“How can I teach on top of a bomb?!” wails Nick, the harried
hero of Brad Birch’s new play The Brink. A secondary school
history teacher, Nick has been experiencing weird dreams which seem to portend
some imminent catastrophe. Stress and depression are variously diagnosed and
dismissed as the causes by his girlfriend Chloe and his colleague Jo. But
Nick’s visions appear to have an all-too-real root when the school’s slightly
loopy Head, Mr. Boyd, lets slip that there’s an unexploded bomb under the
playing field, a revelation which sends Nick into a tailspin of anxiety, shared
only, it seems, by the sympathetic student, Jessica, in whom he (sort of) confides.

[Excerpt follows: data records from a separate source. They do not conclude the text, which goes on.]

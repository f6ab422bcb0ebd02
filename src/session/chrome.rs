use std::path::PathBuf;
use std::time::Duration;

use async_trait::async_trait;
use chromiumoxide::browser::{Browser, BrowserConfig};
use chromiumoxide::element::Element as DomElement;
use chromiumoxide::error::CdpError;
use chromiumoxide::page::Page;
use futures::StreamExt;
use serde_json::Value;
use tokio::task::JoinHandle;
use tracing::debug;

use super::{bounded, BrowserSession, Element, Locator};
use crate::error::SessionError;

#[derive(Clone, Debug)]
pub struct ChromeConfig {
    /// DevTools websocket of an already running browser; a local Chrome is
    /// launched when unset.
    pub connect_url: Option<String>,
    pub executable: Option<PathBuf>,
    pub headless: bool,
    pub nav_timeout: Duration,
    pub user_agent: String,
}

/// Live browser session over the Chrome DevTools Protocol (`chromiumoxide`).
///
/// Elements returned by the driver are kept in a per-page registry; handles
/// are `<generation>:<index>` into it and go stale once the document changes.
pub struct ChromeSession {
    browser: Option<Browser>,
    launched: bool,
    handler: JoinHandle<()>,
    page: Page,
    nav_timeout: Duration,
    current: Option<String>,
    generation: u64,
    registry: Vec<DomElement>,
}

fn cdp(e: CdpError) -> SessionError {
    SessionError::Browser(e.to_string())
}

impl ChromeSession {
    pub async fn start(cfg: ChromeConfig) -> Result<Self, SessionError> {
        let (browser, mut handler) = match &cfg.connect_url {
            Some(url) => bounded("connect browser", cfg.nav_timeout, async { Browser::connect(url.clone()).await.map_err(cdp) }).await?,
            None => {
                let mut builder = BrowserConfig::builder()
                    .window_size(1920, 1080)
                    .request_timeout(cfg.nav_timeout)
                    .arg(format!("--user-agent={}", cfg.user_agent));
                if !cfg.headless {
                    builder = builder.with_head();
                }
                if let Some(path) = &cfg.executable {
                    builder = builder.chrome_executable(path);
                }
                let config = builder.build().map_err(SessionError::Browser)?;
                bounded("launch browser", cfg.nav_timeout, async { Browser::launch(config).await.map_err(cdp) }).await?
            }
        };

        // the handler drives the websocket; the browser is unusable without it
        let handler = tokio::spawn(async move {
            while let Some(event) = handler.next().await {
                if let Err(e) = event {
                    debug!("browser connection closed: {e}");
                    break;
                }
            }
        });

        let page = match browser.new_page("about:blank").await {
            Ok(page) => page,
            Err(e) => {
                handler.abort();
                return Err(cdp(e));
            }
        };

        Ok(Self {
            browser: Some(browser),
            launched: cfg.connect_url.is_none(),
            handler,
            page,
            nav_timeout: cfg.nav_timeout,
            current: None,
            generation: 0,
            registry: Vec::new(),
        })
    }

    fn new_document(&mut self, url: Option<String>) {
        self.generation += 1;
        self.registry.clear();
        self.current = url;
    }

    fn register(&mut self, found: Vec<DomElement>) -> Vec<Element> {
        found
            .into_iter()
            .map(|el| {
                self.registry.push(el);
                Element(format!("{}:{}", self.generation, self.registry.len() - 1))
            })
            .collect()
    }

    fn lookup(&self, el: &Element) -> Result<&DomElement, SessionError> {
        registry_index(&el.0, self.generation)
            .and_then(|idx| self.registry.get(idx))
            .ok_or_else(|| SessionError::StaleElement(el.0.clone()))
    }
}

/// Index into the registry when `handle` belongs to the current generation.
fn registry_index(handle: &str, generation: u64) -> Option<usize> {
    let (gen_part, idx) = handle.split_once(':')?;
    if gen_part.parse::<u64>().ok()? != generation {
        return None;
    }
    idx.parse().ok()
}

/// CSS selector for a locator, plus the link text to filter on.
fn selector(locator: &Locator) -> (&str, Option<&str>) {
    match locator {
        Locator::Css(s) | Locator::Tag(s) => (s.as_str(), None),
        Locator::LinkText(t) => ("a", Some(t.as_str())),
    }
}

fn same_document(a: Option<&str>, b: Option<&str>) -> bool {
    let strip = |u: Option<&str>| u.map(|u| u.split('#').next().unwrap_or(u).to_string());
    strip(a) == strip(b)
}

/// What a click did to the address bar.
#[derive(Debug, PartialEq, Eq)]
enum AfterClick {
    NewDocument(Option<String>),
    SameDocument(Option<String>),
    Unknown,
}

/// The click itself has already succeeded; a failed URL read only leaves the
/// current document as it was.
fn after_click<E: std::fmt::Display>(current: Option<&str>, refreshed: Result<Option<String>, E>) -> AfterClick {
    match refreshed {
        Ok(now) if !same_document(current, now.as_deref()) => AfterClick::NewDocument(now),
        Ok(now) => AfterClick::SameDocument(now),
        Err(e) => {
            debug!("url unknown after click: {e}");
            AfterClick::Unknown
        }
    }
}

fn scalar(value: Value) -> Option<String> {
    match value {
        Value::Null => None,
        Value::String(s) => Some(s),
        other => Some(other.to_string()),
    }
}

#[async_trait]
impl BrowserSession for ChromeSession {
    fn kind(&self) -> &'static str { "chrome" }

    fn current_url(&self) -> Option<&str> { self.current.as_deref() }

    async fn navigate(&mut self, url: &str) -> Result<(), SessionError> {
        if self.browser.is_none() { return Err(SessionError::Closed); }
        let page = &self.page;
        bounded("navigate", self.nav_timeout, async {
            page.goto(url)
                .await
                .map(|_| ())
                .map_err(|e| SessionError::Navigation { url: url.to_string(), reason: e.to_string() })
        })
        .await?;
        let landed = self.page.url().await.ok().flatten().unwrap_or_else(|| url.to_string());
        self.new_document(Some(landed));
        Ok(())
    }

    async fn find_all(&mut self, scope: Option<&Element>, locator: &Locator) -> Result<Vec<Element>, SessionError> {
        if self.browser.is_none() { return Err(SessionError::Closed); }
        let (css, link_text) = selector(locator);
        let found = match scope {
            Some(el) => self.lookup(el)?.find_elements(css).await,
            None => self.page.find_elements(css).await,
        }
        .map_err(cdp)?;

        let mut matched = Vec::with_capacity(found.len());
        for el in found {
            if let Some(want) = link_text {
                let text = el.inner_text().await.map_err(cdp)?.unwrap_or_default();
                if text.trim() != want.trim() { continue; }
            }
            matched.push(el);
        }
        Ok(self.register(matched))
    }

    async fn read_text(&mut self, el: &Element) -> Result<String, SessionError> {
        Ok(self.lookup(el)?.inner_text().await.map_err(cdp)?.unwrap_or_default())
    }

    async fn read_attribute(&mut self, el: &Element, name: &str) -> Result<Option<String>, SessionError> {
        let dom = self.lookup(el)?;
        // properties first so links come back absolute, raw attribute otherwise
        if let Some(v) = dom.property(name).await.map_err(cdp)?.and_then(scalar) {
            return Ok(Some(v));
        }
        dom.attribute(name).await.map_err(cdp)
    }

    async fn read_inner_html(&mut self, el: &Element) -> Result<String, SessionError> {
        Ok(self.lookup(el)?.inner_html().await.map_err(cdp)?.unwrap_or_default())
    }

    async fn click(&mut self, el: &Element) -> Result<(), SessionError> {
        self.lookup(el)?.click().await.map_err(cdp)?;
        let refreshed = self.page.url().await;
        match after_click(self.current.as_deref(), refreshed) {
            AfterClick::NewDocument(now) => self.new_document(now),
            AfterClick::SameDocument(Some(now)) => self.current = Some(now),
            AfterClick::SameDocument(None) | AfterClick::Unknown => {}
        }
        Ok(())
    }

    async fn close(&mut self) -> Result<(), SessionError> {
        let Some(mut browser) = self.browser.take() else { return Ok(()) };
        self.registry.clear();
        let res = if self.launched {
            let closed = bounded("close browser", self.nav_timeout, async { browser.close().await.map(|_| ()).map_err(cdp) }).await;
            let _ = browser.wait().await;
            closed
        } else {
            // attached browsers outlive the run; only the tab is ours
            let page = self.page.clone();
            bounded("close tab", self.nav_timeout, async move { page.close().await.map_err(cdp) }).await
        };
        self.handler.abort();
        res
    }
}

impl Drop for ChromeSession {
    fn drop(&mut self) {
        // aborted runs never reach close(); dropping `Browser` kills a launched process
        self.handler.abort();
    }
}

#[cfg(test)]
mod tests {
    use super::*;
    use serde_json::json;

    #[test]
    fn maps_locators_to_selectors() {
        assert_eq!(selector(&Locator::css("pre > a")), ("pre > a", None));
        assert_eq!(selector(&Locator::tag("h3")), ("h3", None));
        assert_eq!(selector(&Locator::link_text("DOWNLOADS / FIRMWARE")), ("a", Some("DOWNLOADS / FIRMWARE")));
    }

    #[test]
    fn handles_expire_with_the_document() {
        assert_eq!(registry_index("3:7", 3), Some(7));
        assert_eq!(registry_index("2:7", 3), None);
        assert_eq!(registry_index("garbage", 3), None);
        assert_eq!(registry_index("3:x", 3), None);
    }

    #[test]
    fn fragment_changes_keep_the_document() {
        let page = Some("https://www.tp-link.com/de/support/download/archer-c7/");
        assert!(same_document(page, Some("https://www.tp-link.com/de/support/download/archer-c7/#Firmware")));
        assert!(!same_document(page, Some("https://www.tp-link.com/de/support/download/archer-c6/")));
        assert!(same_document(None, None));
    }

    #[test]
    fn unreadable_url_after_click_keeps_the_document() {
        let page = Some("https://www.linksys.com/support/EA8300/");
        assert_eq!(after_click(page, Err::<Option<String>, _>("websocket closed")), AfterClick::Unknown);
        assert_eq!(
            after_click::<&str>(page, Ok(Some("https://www.linksys.com/support/EA8300/#downloads".into()))),
            AfterClick::SameDocument(Some("https://www.linksys.com/support/EA8300/#downloads".into()))
        );
        assert_eq!(
            after_click::<&str>(page, Ok(Some("https://www.linksys.com/support/EA9500/".into()))),
            AfterClick::NewDocument(Some("https://www.linksys.com/support/EA9500/".into()))
        );
    }

    #[test]
    fn reads_scalar_properties() {
        assert_eq!(scalar(json!("https://x.test/a")), Some("https://x.test/a".into()));
        assert_eq!(scalar(json!(3)), Some("3".into()));
        assert_eq!(scalar(Value::Null), None);
    }
}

There’s considerable buzz already around The
Brink, which is receiving its premiere at the Orange Tree, in a
production by Mel Hillyard, who’s directing the piece as recipient of the J.P. Morgan
Award for Emerging Director. With a crisp design by Hyemi Shin (in which glowing
blocks are the only props) and Bowie’s
“"Heroes"” on the soundtrack, the production looks set to capitalise on
the hipster-friendly hype of Alistair McDowall’s Pomona. There
are definitely some parallels between the two pieces: this, too, is very much a
young man’s play, with an attendant paranoia about power, some (overly-)broad
comic strokes, and a slightly studied opacity.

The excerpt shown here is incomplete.